** Source material follows **

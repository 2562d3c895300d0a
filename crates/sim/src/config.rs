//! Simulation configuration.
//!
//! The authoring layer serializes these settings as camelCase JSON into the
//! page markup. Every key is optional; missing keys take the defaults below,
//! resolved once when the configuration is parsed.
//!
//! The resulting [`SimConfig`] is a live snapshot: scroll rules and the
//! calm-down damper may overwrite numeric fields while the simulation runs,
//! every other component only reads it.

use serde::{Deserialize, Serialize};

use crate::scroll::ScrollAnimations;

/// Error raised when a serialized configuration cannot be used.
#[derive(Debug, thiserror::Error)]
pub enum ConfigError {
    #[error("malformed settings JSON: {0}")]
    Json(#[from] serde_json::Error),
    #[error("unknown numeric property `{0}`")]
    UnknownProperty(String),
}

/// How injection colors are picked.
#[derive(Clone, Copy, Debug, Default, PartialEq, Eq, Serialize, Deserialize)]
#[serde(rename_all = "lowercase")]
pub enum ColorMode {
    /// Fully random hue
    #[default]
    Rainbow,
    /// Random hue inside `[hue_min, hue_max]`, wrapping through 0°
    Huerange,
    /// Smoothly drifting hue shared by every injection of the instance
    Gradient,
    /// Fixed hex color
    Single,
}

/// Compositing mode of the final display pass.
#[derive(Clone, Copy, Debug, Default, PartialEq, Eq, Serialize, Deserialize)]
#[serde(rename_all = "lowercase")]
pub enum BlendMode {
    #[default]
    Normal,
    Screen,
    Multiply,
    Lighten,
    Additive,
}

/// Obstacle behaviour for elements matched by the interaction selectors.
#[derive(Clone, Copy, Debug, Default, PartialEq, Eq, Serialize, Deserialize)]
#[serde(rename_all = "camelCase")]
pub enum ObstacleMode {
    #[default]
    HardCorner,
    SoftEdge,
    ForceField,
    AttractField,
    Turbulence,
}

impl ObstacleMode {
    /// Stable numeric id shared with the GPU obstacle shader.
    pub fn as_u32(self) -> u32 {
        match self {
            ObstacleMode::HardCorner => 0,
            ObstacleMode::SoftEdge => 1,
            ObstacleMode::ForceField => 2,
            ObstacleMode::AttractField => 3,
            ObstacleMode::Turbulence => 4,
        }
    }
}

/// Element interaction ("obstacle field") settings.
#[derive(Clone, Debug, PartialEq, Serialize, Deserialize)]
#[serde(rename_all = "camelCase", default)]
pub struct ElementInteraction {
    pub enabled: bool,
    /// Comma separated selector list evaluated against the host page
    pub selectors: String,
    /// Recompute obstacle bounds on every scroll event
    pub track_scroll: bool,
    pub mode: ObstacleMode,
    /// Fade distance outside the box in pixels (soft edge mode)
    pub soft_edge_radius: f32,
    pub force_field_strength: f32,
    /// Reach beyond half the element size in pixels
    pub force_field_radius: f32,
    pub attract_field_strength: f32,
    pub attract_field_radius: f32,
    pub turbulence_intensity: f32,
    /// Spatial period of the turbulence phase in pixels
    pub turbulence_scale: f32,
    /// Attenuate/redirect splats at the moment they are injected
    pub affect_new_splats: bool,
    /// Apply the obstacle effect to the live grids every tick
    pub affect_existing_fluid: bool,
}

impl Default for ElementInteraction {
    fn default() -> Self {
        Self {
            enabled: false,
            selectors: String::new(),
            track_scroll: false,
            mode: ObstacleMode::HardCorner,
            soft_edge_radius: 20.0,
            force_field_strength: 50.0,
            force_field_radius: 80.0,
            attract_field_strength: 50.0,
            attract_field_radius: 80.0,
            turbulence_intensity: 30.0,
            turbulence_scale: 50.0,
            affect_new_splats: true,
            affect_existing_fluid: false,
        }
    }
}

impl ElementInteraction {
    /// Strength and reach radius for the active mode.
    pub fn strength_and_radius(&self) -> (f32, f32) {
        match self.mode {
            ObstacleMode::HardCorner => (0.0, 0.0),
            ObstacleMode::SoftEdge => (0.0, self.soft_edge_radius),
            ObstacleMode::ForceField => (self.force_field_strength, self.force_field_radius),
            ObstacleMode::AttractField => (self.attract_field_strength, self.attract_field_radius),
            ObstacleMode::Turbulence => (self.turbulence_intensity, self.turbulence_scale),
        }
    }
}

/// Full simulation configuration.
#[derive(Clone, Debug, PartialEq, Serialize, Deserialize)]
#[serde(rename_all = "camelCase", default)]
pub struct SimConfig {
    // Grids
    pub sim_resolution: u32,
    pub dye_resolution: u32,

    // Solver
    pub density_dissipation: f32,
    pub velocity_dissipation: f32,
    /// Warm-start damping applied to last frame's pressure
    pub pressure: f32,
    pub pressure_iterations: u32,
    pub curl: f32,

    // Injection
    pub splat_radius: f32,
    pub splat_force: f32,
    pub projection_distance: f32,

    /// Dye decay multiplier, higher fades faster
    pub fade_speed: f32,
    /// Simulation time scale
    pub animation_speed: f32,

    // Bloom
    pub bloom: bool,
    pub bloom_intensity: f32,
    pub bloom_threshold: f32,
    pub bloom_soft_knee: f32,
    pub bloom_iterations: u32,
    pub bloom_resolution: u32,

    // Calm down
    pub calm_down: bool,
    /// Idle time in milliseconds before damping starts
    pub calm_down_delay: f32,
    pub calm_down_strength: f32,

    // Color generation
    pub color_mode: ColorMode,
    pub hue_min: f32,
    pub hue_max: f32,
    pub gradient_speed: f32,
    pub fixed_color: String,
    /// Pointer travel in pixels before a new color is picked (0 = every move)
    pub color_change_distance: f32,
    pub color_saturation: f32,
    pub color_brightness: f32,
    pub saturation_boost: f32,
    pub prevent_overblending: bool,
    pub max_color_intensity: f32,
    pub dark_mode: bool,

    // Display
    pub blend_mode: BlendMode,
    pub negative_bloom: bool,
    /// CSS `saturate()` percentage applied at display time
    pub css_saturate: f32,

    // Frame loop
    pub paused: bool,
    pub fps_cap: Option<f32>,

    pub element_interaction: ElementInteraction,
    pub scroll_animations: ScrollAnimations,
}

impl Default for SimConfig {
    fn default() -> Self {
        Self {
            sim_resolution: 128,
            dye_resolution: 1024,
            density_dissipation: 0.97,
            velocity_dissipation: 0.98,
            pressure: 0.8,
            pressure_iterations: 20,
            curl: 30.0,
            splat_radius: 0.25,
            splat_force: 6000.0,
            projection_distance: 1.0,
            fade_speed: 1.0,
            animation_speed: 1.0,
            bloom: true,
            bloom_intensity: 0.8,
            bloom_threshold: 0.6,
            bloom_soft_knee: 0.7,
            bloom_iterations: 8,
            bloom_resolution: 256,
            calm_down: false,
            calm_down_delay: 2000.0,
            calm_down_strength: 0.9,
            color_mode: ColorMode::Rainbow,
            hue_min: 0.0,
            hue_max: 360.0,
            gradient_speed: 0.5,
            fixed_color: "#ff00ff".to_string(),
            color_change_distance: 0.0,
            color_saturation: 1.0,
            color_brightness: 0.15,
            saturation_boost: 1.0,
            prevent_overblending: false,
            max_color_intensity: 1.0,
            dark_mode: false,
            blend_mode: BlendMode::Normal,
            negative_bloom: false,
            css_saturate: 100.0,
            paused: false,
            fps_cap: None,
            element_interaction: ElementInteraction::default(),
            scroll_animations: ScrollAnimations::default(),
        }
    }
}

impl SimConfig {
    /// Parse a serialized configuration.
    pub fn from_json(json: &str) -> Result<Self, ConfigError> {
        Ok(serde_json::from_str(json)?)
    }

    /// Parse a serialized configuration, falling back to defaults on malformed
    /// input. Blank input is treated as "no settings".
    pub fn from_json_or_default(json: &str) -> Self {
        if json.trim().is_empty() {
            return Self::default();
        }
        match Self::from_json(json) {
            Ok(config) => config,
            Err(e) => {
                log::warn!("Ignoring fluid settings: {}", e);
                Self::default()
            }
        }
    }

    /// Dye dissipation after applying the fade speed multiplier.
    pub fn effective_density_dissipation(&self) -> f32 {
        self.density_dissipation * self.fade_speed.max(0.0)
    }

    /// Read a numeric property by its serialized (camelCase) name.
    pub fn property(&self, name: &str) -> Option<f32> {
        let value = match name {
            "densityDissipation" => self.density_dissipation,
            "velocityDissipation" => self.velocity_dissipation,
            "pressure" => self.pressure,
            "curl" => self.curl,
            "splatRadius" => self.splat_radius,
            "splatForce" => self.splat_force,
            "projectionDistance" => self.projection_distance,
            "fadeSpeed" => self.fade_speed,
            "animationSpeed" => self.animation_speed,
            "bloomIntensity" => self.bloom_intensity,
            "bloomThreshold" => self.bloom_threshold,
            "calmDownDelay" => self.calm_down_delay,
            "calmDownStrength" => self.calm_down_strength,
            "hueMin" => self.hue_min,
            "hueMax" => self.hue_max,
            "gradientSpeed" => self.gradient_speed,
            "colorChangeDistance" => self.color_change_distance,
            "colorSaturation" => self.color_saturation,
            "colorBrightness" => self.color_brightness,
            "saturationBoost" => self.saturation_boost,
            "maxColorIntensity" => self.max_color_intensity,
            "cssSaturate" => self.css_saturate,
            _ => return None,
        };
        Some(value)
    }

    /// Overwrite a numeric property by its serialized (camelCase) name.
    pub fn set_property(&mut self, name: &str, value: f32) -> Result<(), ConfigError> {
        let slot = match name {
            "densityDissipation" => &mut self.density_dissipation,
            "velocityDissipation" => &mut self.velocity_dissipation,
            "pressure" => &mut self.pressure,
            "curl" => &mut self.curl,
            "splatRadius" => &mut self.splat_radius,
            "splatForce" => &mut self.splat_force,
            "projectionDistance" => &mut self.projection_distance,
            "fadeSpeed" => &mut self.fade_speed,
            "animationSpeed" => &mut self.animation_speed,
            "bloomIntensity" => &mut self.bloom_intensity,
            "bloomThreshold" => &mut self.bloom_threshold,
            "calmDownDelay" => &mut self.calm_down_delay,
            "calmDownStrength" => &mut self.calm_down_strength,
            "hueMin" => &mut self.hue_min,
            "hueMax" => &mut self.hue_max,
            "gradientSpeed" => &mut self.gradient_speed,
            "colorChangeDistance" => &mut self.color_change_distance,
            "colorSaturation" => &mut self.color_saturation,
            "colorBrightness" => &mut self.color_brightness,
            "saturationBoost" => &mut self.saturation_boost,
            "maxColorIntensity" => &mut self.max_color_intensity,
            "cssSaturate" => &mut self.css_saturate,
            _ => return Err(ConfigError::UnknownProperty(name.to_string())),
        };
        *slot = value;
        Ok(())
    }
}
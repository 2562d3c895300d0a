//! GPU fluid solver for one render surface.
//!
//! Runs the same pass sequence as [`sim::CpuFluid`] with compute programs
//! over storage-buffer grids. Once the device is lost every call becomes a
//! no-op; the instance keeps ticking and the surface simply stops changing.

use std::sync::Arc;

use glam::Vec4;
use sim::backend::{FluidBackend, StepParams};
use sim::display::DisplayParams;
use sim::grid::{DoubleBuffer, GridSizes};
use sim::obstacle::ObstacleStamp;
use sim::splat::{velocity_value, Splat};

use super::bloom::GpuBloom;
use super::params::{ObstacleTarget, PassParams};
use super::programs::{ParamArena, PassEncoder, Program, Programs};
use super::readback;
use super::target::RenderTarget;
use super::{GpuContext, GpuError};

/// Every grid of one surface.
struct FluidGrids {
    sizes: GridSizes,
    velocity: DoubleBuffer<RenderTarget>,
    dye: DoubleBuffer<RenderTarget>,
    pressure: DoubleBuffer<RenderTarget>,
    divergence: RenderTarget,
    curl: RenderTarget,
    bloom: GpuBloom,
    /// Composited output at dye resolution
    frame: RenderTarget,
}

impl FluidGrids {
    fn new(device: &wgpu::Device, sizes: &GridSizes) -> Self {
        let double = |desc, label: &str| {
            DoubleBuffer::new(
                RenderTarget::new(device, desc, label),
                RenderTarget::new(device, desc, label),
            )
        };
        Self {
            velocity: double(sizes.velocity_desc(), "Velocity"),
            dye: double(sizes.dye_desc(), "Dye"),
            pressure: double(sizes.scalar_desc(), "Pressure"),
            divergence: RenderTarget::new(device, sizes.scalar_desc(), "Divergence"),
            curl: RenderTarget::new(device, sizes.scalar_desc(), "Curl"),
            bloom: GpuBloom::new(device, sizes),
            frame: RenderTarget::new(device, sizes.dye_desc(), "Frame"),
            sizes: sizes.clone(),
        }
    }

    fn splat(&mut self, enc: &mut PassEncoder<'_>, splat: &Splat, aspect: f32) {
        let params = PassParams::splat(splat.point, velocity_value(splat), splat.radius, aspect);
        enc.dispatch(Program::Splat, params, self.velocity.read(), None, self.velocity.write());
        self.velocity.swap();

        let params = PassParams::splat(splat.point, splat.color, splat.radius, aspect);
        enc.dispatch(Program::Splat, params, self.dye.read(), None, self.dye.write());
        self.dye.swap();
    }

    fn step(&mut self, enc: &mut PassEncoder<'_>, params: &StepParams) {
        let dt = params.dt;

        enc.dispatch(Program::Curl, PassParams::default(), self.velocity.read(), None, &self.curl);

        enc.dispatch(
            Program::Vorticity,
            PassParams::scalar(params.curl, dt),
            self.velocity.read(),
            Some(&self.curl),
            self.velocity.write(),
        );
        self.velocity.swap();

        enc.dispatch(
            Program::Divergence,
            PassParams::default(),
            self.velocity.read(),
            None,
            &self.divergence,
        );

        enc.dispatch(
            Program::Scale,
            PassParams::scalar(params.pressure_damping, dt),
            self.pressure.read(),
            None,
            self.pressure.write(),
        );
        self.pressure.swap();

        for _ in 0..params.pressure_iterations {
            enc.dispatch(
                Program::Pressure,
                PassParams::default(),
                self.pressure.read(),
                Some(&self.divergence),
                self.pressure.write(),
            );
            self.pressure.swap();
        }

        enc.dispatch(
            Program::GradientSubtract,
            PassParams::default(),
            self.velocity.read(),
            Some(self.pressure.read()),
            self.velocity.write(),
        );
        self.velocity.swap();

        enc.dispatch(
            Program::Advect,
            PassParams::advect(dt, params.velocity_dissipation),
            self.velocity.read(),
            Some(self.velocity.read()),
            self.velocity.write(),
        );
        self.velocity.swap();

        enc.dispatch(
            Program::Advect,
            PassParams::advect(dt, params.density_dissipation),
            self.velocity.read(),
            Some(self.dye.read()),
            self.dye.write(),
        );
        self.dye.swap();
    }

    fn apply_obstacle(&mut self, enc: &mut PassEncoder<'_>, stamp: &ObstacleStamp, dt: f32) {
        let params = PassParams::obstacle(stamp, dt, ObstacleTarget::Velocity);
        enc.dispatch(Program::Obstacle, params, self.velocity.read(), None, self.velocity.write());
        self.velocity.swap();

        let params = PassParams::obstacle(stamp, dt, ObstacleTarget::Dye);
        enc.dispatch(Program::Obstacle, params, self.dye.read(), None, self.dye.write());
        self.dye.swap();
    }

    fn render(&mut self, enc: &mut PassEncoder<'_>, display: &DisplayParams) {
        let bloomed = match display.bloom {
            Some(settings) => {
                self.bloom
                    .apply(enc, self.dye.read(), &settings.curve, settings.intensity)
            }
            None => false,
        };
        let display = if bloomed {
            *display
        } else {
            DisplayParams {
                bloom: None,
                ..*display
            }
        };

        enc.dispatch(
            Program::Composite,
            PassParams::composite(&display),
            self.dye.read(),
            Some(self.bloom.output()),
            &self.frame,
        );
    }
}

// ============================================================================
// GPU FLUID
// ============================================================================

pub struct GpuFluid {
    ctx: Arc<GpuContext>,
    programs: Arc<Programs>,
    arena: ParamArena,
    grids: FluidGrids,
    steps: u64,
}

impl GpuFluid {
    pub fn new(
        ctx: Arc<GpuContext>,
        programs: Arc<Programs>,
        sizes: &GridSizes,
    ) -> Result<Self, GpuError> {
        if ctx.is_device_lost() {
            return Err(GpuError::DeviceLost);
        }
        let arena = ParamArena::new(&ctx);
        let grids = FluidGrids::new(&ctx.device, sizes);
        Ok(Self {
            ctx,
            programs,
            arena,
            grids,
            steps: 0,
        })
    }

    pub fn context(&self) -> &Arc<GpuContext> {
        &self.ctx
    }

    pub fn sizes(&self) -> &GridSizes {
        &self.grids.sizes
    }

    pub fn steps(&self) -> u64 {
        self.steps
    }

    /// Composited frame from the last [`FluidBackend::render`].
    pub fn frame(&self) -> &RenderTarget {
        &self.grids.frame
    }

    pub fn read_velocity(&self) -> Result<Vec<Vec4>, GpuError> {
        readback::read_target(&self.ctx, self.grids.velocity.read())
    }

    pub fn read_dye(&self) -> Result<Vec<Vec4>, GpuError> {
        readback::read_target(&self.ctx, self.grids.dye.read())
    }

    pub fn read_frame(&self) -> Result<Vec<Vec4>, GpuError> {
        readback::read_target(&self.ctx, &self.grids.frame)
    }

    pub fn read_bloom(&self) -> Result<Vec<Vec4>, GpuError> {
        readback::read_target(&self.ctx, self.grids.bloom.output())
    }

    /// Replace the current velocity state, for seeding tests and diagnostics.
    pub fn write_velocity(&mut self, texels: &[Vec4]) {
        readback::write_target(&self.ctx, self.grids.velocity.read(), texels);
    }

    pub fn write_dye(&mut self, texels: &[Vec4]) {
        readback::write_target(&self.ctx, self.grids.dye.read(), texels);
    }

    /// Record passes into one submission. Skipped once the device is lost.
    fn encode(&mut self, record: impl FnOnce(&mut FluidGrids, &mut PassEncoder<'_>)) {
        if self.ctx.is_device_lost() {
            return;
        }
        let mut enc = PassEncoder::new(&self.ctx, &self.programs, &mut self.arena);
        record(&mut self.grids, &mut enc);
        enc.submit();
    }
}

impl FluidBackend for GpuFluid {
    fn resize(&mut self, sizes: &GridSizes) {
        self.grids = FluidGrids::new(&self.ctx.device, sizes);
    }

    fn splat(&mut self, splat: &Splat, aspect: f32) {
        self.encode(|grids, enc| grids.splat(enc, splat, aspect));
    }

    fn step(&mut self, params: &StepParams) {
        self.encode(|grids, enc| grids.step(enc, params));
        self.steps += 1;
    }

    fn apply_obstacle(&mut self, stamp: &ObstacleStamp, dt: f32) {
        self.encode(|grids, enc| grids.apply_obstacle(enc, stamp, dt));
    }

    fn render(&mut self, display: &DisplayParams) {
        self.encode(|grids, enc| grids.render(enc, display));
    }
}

** End of Source material **

_Work request_
Using only the listing above, restate exactly the lines from the line containing "pub fn frame(&self)" through the line containing "pub fn read_bloom(&self)", both included.

_Expected answer_
    pub fn frame(&self) -> &RenderTarget {
        &self.grids.frame
    }

    pub fn read_velocity(&self) -> Result<Vec<Vec4>, GpuError> {
        readback::read_target(&self.ctx, self.grids.velocity.read())
    }

    pub fn read_dye(&self) -> Result<Vec<Vec4>, GpuError> {
        readback::read_target(&self.ctx, self.grids.dye.read())
    }

    pub fn read_frame(&self) -> Result<Vec<Vec4>, GpuError> {
        readback::read_target(&self.ctx, &self.grids.frame)
    }

    pub fn read_bloom(&self) -> Result<Vec<Vec4>, GpuError> {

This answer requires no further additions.